Comparative simulation between NF and LF. (a) without disturbance; (b) with disturbance

5.2 Monte Carlo simulation

As for the other type of disturbances, i.e., the parametric uncertainty, a Monte Carlo simulation is executed for the integrated controller. Suppose ten parameters contain uncertainties, involving four inertia factors and six aerodynamic coefficients, which are the most important uncertain factors for clearance of flight control laws. These parameters are listed in Table 2.

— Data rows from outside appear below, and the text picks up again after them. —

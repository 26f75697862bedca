//! # Event Bus Module
//!
//! Typed, per-instance event bus for session lifecycle and error
//! notifications.
//!
//! ## Overview
//!
//! - Publishers emit [`SessionEvent`]s without knowing subscribers
//! - Subscribers register per [`EventKind`] and are called in registration order
//! - A failing subscriber is reported on the `Error` kind instead of
//!   breaking dispatch
//! - Async consumers can take a broadcast receiver
//!
//! ## Usage
//!
//! ```rust,ignore
//! use phmetro_core::event_bus::{EventBus, EventKind, SessionEvent};
//!
//! let bus = EventBus::new();
//! let subscription = bus.subscribe(EventKind::DeviceAttached, |event| {
//!     println!("{}", event.description());
//!     Ok(())
//! });
//!
//! bus.publish(SessionEvent::DeviceAttached);
//! bus.unsubscribe(subscription);
//! ```

mod bus;
mod events;

pub use bus::*;
pub use events::*;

Table 2 Parameters with uncertainties

In Monte Carlo analysis, the attitude commands are the same as (34). We respectively add 20%, 30%, and 40% of normal distributed random uncertainties to the parameters listed in Table 2. Each group contains 500 runs. After each simulation, we verify the stability, dynamic process, and static performance to confirm whether the system is “well controlled”. A probabilistic analysis is done to thoroughly evaluate the performance and robustness of the controller so as to offer a guideline to improve the control law. Table 3 lists the probabilities of “well-controlled systems” with different uncertainty levels. The integrated controller shows good robustness to parametric uncertainty cases.

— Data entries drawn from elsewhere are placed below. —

//! Response framing for request/response exchanges
//!
//! The serial link is a raw byte stream. While a request is outstanding,
//! every received byte belongs to it; the framing decides when the
//! accumulated bytes form a complete response.

use crate::error::SessionError;
use serde::{Deserialize, Serialize};
use std::fmt;

/// Carriage return, the pH meter's line terminator
pub const CR: u8 = b'\r';

/// Upper bound on the bytes accumulated for one response
pub const MAX_RESPONSE_LEN: usize = 4096;

/// When an accumulated response is complete
#[derive(Debug, Clone, Copy, PartialEq, Eq, Serialize, Deserialize)]
#[serde(tag = "mode", content = "value", rename_all = "snake_case")]
pub enum ResponseFraming {
    /// The first received chunk is the whole response.
    FirstChunk,
    /// Exactly this many bytes.
    FixedLength(usize),
    /// Everything up to and including this byte.
    Terminator(u8),
}

impl Default for ResponseFraming {
    fn default() -> Self {
        ResponseFraming::Terminator(CR)
    }
}

impl ResponseFraming {
    /// Reject framings that could never complete or complete on nothing
    pub fn validate(&self) -> Result<(), SessionError> {
        match self {
            ResponseFraming::FixedLength(0) => Err(SessionError::invalid_config(
                "fixed-length framing needs at least one byte",
            )),
            ResponseFraming::FixedLength(len) if *len > MAX_RESPONSE_LEN => {
                Err(SessionError::invalid_config(format!(
                    "fixed-length framing is limited to {} bytes",
                    MAX_RESPONSE_LEN
                )))
            }
            _ => Ok(()),
        }
    }

    /// Length of the complete frame at the start of `received`, if any.
    ///
    /// Bytes past the returned length are not part of the response.
    pub fn frame_len(&self, received: &[u8]) -> Option<usize> {
        if received.is_empty() {
            return None;
        }
        match *self {
            ResponseFraming::FirstChunk => Some(received.len()),
            ResponseFraming::FixedLength(len) => (received.len() >= len).then_some(len),
            ResponseFraming::Terminator(byte) => {
                received.iter().position(|&b| b == byte).map(|pos| pos + 1)
            }
        }
    }
}

impl fmt::Display for ResponseFraming {
    fn fmt(&self, f: &mut fmt::Formatter<'_>) -> fmt::Result {
        match self {
            Self::FirstChunk => write!(f, "first chunk"),
            Self::FixedLength(len) => write!(f, "{} bytes", len),
            Self::Terminator(byte) => write!(f, "terminated by 0x{:02x}", byte),
        }
    }
}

Table 3 The probabilities of well-controlled systems

5.3 Reference mission simulation

In the reference mission, the guidance loop is included and the mission is to track the nominal trajectory defined in the velocity-altitude space, as described in Section 2.2. To make the test more demanding, again suppose that Δ _α = 0.03sin(0.2t)and Δ _µ = 0.05sin(0.2t)exist in the angle of attack and bank angle channels, respectively. In this aggressive case, the basic controller without ESO completely fails to stabilize the system, while the integrated controller still works well; see Fig. 9. The altitude tracking error is less than 100 m at the beginning and converges to almost zero in the end. The attitude angles chatter because of the disturbances, but they all stay within admissible ranges. We can also change initial entry states such as the initial vehicle position or attitude, and the controller shows good robustness under large initial entry condition dispersions.

Fig. 9

Reference mission simulation results

6 Conclusions

In this work, an attitude controller that integrates dynamic inversion with active disturbance rejection control is designed for the GHV entry flight. Three ADRC components are adopted to improve the performance and robustness of the basic DI controller: ESO, ATP, and NF. By defining pseudo controls, the attitude system is divided into six first-order systems and each incorporates one ESO to estimate and compensate the disturbances: parametric uncertainties and modeling errors. Meanwhile, ATP is applied to generate reasonable reference commands and NF is adopted to improve the control performance and system robustness. The stability and estimation error of the nonlinear second-order ESO are further discussed from a new but easier way where abundant qualitative properties of Liénard systems are utilized. It results in a comprehensive theoretic frame for nonlinear ESO stability and estimation error analysis, and offers a guideline to select the ESO parameters. Simulations have demonstrated the superiority of the integrated controller over the basic DI controller.